Doug -

Do you know how the phasing harness was constructed for the three-element 
version? I don't, and that's why I suggested to Norm that he go with four - 
the phasing harness is easy.

Or, he could use two elements for transmit and one for receive. I don't know 
how much isolation he'll need, but he might just get away without a duplexer 
if there's enough tower.

Chuck
WB2EDV


----- Original Message ----- 
From: "Doug Rehman" <[email protected]>
To: <[email protected]>
Sent: Monday, August 30, 2010 2:28 PM
Subject: RE: [Repeater-Builder] DB212-3


> In a previous life I managed the communications for a state police agency. 
> We used 45 MHz for our main system and had forty some odd tower sites, 
> almost all running DB212-3 antennas.
>
> Two of the sites were on 1000+ towers and used a single DB-212 element due 
> to the large tower face and the great height. One was a repeater using a 
> receive antenna at 1450' and a transmit antenna at 1350'. The other was a 
> remote base station with the single loop at about 850'.
>
> As we were an investigative agency, almost all of the mobiles were using 
> AM/FM disguise antennas. (Yeah, I know, but we were stuck with the band 
> that the State Division of Communications had dictated...) Despite the 
> radiating dummy load antennas, we had excellent mobile coverage in 
> virtually all of the state.
>
> A consideration for DB212 antennas is that lining them up on one leg can 
> make them pretty directional.
>
> For towers that were very close to the coast, I would put all three 
> elements on a single leg, but skew them so that only one was pointed 
> directly off of the leg.

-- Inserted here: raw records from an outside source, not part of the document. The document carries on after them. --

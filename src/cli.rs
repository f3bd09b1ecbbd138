//! CLI - Command Line Interface for catalognav
//!
//! Drives the navigator from a terminal. Every screen the host shell would
//! render is printed instead; output is JSON when `--json` is given or stdout
//! is not a terminal.
//!
//! # Examples
//!
//! ```bash
//! # Top-level menu
//! catalognav root
//!
//! # Second page of drama movies
//! catalognav browse movies --genre 4 --page 2
//!
//! # Follow a link printed by an earlier screen
//! catalognav open "plugin://plugin.video.videoaz/?action=list_videos&cat=tvseries"
//!
//! # Universal search, no prompts
//! catalognav search "kitab" --universal --json
//! ```

use clap::{Args, Parser, Subcommand};
use serde::{Deserialize, Serialize};
use std::io::IsTerminal;
use std::path::PathBuf;

use catalognav::models::{Category, DisplayItem, NavigationState, Notice, RenderHint};

// =============================================================================
// Exit Codes
// =============================================================================

/// Exit codes for CLI operations (semantic for scripting)
#[derive(Debug, Clone, Copy, PartialEq, Eq)]
#[repr(i32)]
pub enum ExitCode {
    /// Success
    Success = 0,
    /// General error
    Error = 1,
    /// Invalid arguments or link
    InvalidArgs = 2,
    /// Catalog unreachable or failing
    NetworkError = 3,
    /// Search returned nothing
    NothingFound = 4,
    /// A prompt was dismissed
    Cancelled = 5,
}

impl From<ExitCode> for i32 {
    fn from(code: ExitCode) -> i32 {
        code as i32
    }
}

// =============================================================================
// Main CLI Structure
// =============================================================================

/// catalognav - browse a remote video catalog as a tree of listings
#[derive(Parser, Debug)]
#[command(
    name = "catalognav",
    version,
    about = "Browse a remote video catalog from the terminal",
    long_about = "Turns the paginated video catalog into browsable listing screens: \
                  movies, TV series, seasons, episodes and videos, with keyword \
                  search, category/genre/language filters and search history.",
    after_help = "EXAMPLES:\n\
                  catalognav root                         Top-level menu\n\
                  catalognav browse movies --page 2       Second page of movies\n\
                  catalognav search \"kitab\"               Search every category\n\
                  catalognav open \"<link>\"                Follow a printed link"
)]
pub struct Cli {
    /// Output format as JSON (default for non-TTY)
    #[arg(long, short = 'j', global = true)]
    pub json: bool,

    /// Suppress non-essential output
    #[arg(long, short = 'q', global = true)]
    pub quiet: bool,

    /// Path to config file
    #[arg(long, short = 'c', global = true)]
    pub config: Option<PathBuf>,

    #[command(subcommand)]
    pub command: Command,
}

impl Cli {
    /// Check if JSON output should be used
    pub fn should_json(&self) -> bool {
        self.json || !std::io::stdout().is_terminal()
    }
}

// =============================================================================
// Subcommands
// =============================================================================

#[derive(Subcommand, Debug)]
pub enum Command {
    /// Activate a navigation link
    #[command(visible_alias = "o")]
    Open(OpenCmd),

    /// Show the top-level menu
    Root,

    /// List a catalog category
    #[command(visible_alias = "b")]
    Browse(BrowseCmd),

    /// Search the catalog
    #[command(visible_alias = "s")]
    Search(SearchCmd),

    /// Show past searches
    History,
}

/// Activate a link printed by an earlier screen
#[derive(Args, Debug)]
pub struct OpenCmd {
    /// Link URL (or bare `action=..&..` query)
    #[arg(required = true)]
    pub link: String,
}

// =============================================================================
// Browse Command
// =============================================================================

/// List one category, optionally filtered
#[derive(Args, Debug)]
pub struct BrowseCmd {
    /// movies, tvseries, seasons, episodes, videos or movie_related
    #[arg(required = true)]
    pub category: String,

    /// Page number
    #[arg(long, short = 'p', default_value = "1")]
    pub page: u32,

    /// Category filter id
    #[arg(long = "category", id = "category_filter")]
    pub category_filter: Option<String>,

    /// Genre filter id
    #[arg(long, short = 'g')]
    pub genre: Option<String>,

    /// Audio language filter (az, ru, en, tr)
    #[arg(long, short = 'l')]
    pub lang: Option<String>,

    /// Keyword within the category
    #[arg(long, short = 'k')]
    pub keyword: Option<String>,

    /// Series id (seasons, episodes)
    #[arg(long)]
    pub series: Option<String>,

    /// Season number (episodes)
    #[arg(long)]
    pub season: Option<String>,

    /// Movie id (movie_related)
    #[arg(long)]
    pub id: Option<String>,
}

impl BrowseCmd {
    /// Navigation state the arguments describe
    pub fn state(&self) -> Result<NavigationState, catalognav::NavError> {
        let category: Category = self.category.parse()?;
        Ok(NavigationState {
            keyword: self.keyword.clone(),
            category_filter: self.category_filter.clone(),
            genre_filter: self.genre.clone(),
            lang_filter: self.lang.clone(),
            series_id: self.series.clone(),
            season: self.season.clone(),
            item_id: self.id.clone(),
            ..NavigationState::new(category).with_page(self.page)
        })
    }
}

// =============================================================================
// Search Command
// =============================================================================

/// Search every enabled category
#[derive(Args, Debug)]
pub struct SearchCmd {
    /// Keyword (prompted for when omitted)
    pub keyword: Option<String>,

    /// Universal search: no prompts, no "nothing found" notice
    #[arg(long, short = 'u')]
    pub universal: bool,
}

// =============================================================================
// JSON Output Types
// =============================================================================

/// Generic JSON output wrapper with status
#[derive(Debug, Serialize, Deserialize)]
pub struct JsonOutput<T: Serialize> {
    #[serde(skip_serializing_if = "Option::is_none")]
    pub data: Option<T>,
    #[serde(skip_serializing_if = "Option::is_none")]
    pub error: Option<String>,
    #[serde(skip_serializing_if = "is_zero")]
    pub exit_code: i32,
}

fn is_zero(n: &i32) -> bool {
    *n == 0
}

impl<T: Serialize> JsonOutput<T> {
    /// Create success output with data
    pub fn success(data: T) -> Self {
        Self {
            data: Some(data),
            error: None,
            exit_code: 0,
        }
    }

    /// Create error output (no data)
    pub fn error_msg(msg: impl Into<String>, code: ExitCode) -> JsonOutput<()> {
        JsonOutput::<()> {
            data: None,
            error: Some(msg.into()),
            exit_code: code.into(),
        }
    }
}

/// A rendered listing screen
#[derive(Debug, Serialize)]
pub struct ScreenOutput {
    pub hint: RenderHint,
    #[serde(skip_serializing_if = "Option::is_none")]
    pub notice: Option<Notice>,
    pub items: Vec<DisplayItem>,
    #[serde(skip_serializing_if = "is_zero_usize")]
    pub skipped: usize,
}

fn is_zero_usize(n: &usize) -> bool {
    *n == 0
}

/// A resolved stream
#[derive(Debug, Serialize)]
pub struct PlayOutput {
    pub url: String,
}

// =============================================================================
// Output Helpers
// =============================================================================

/// Output handler for consistent formatting
pub struct Output {
    pub json: bool,
    pub quiet: bool,
}

impl Output {
    pub fn new(cli: &Cli) -> Self {
        Self {
            json: cli.should_json(),
            quiet: cli.quiet,
        }
    }

    /// Print a listing screen
    pub fn screen(&self, screen: &ScreenOutput) -> anyhow::Result<()> {
        if self.json {
            println!("{}", serde_json::to_string_pretty(&JsonOutput::success(screen))?);
            return Ok(());
        }

        if let Some(title) = &screen.hint.title {
            println!("== {} ==", title);
        }
        for (index, item) in screen.items.iter().enumerate() {
            println!("{:>3}. {}", index + 1, item);
            if !self.quiet {
                println!("     {}", item.target);
            }
        }
        if screen.skipped > 0 {
            self.info(format!("({} unsupported records skipped)", screen.skipped));
        }
        Ok(())
    }

    /// Print a resolved stream URL
    pub fn play(&self, url: &str) -> anyhow::Result<()> {
        if self.json {
            let output = JsonOutput::success(PlayOutput { url: url.to_string() });
            println!("{}", serde_json::to_string_pretty(&output)?);
        } else {
            println!("{}", url);
        }
        Ok(())
    }

    /// Show a notice from the navigator
    pub fn notice(&self, notice: &Notice) {
        if !self.quiet && !self.json {
            eprintln!("[{:?}] {}", notice.level, notice.message);
        }
    }

    /// Print error and return exit code
    pub fn error(&self, msg: impl Into<String>, code: ExitCode) -> ExitCode {
        let msg = msg.into();
        if self.json {
            let output = JsonOutput::<()>::error_msg(&msg, code);
            if let Ok(json) = serde_json::to_string_pretty(&output) {
                eprintln!("{}", json);
            }
        } else if !self.quiet {
            eprintln!("Error: {}", msg);
        }
        code
    }

    /// Print info message (suppressed in quiet mode)
    pub fn info(&self, msg: impl std::fmt::Display) {
        if !self.quiet && !self.json {
            eprintln!("{}", msg);
        }
    }
}

// =============================================================================
// Tests
// =============================================================================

This seemed to give me a somewhat cardioid 
> pattern, but with a little better pattern to the back than if all three 
> elements were in line.
>
> Another consideration is that they were designed to be used on Rohn 
> 45/55/65 sized tower. If you put them all on one leg, a larger tower face 
> doesn't matter much except that the rearward pattern will likely have a 
> larger null. Mounting them on all three legs of a larger face tower will 
> result in reduced gain and a pretty messed up pattern.
>
> I don't know if I'd worry a whole lot about adding a fourth element- the 
> three element antenna will deliver excellent results.
>
> Doug
> K4AC
> (Running for ARRL Southeastern Division Director- please check out my 
> website at www.k4ac.com)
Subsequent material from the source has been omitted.